Aim of the exercise: Take the line that has "use tracing::Level;" in it and every line after it to the end of the entries, and reproduce them exactly.

Extracted entries:
+ + + + +
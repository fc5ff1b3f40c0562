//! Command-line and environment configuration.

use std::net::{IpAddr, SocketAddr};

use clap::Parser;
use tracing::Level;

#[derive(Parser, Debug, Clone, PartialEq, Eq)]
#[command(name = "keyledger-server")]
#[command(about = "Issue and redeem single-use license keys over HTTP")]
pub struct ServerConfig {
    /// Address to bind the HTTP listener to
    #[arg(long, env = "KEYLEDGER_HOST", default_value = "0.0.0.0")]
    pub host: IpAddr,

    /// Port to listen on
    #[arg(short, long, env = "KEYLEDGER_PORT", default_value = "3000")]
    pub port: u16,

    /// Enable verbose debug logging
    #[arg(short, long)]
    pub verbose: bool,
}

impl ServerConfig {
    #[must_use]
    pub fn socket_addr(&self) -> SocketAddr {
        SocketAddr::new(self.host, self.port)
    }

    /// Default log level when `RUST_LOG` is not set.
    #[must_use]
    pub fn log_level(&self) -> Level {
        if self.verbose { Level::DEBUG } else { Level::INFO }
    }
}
+ + + + +
Answer:
use tracing::Level;

#[derive(Parser, Debug, Clone, PartialEq, Eq)]
#[command(name = "keyledger-server")]
#[command(about = "Issue and redeem single-use license keys over HTTP")]
pub struct ServerConfig {
    /// Address to bind the HTTP listener to
    #[arg(long, env = "KEYLEDGER_HOST", default_value = "0.0.0.0")]
    pub host: IpAddr,

    /// Port to listen on
    #[arg(short, long, env = "KEYLEDGER_PORT", default_value = "3000")]
    pub port: u16,

    /// Enable verbose debug logging
    #[arg(short, long)]
    pub verbose: bool,
}

impl ServerConfig {
    #[must_use]
    pub fn socket_addr(&self) -> SocketAddr {
        SocketAddr::new(self.host, self.port)
    }

    /// Default log level when `RUST_LOG` is not set.
    #[must_use]
    pub fn log_level(&self) -> Level {
        if self.verbose { Level::DEBUG } else { Level::INFO }
    }
}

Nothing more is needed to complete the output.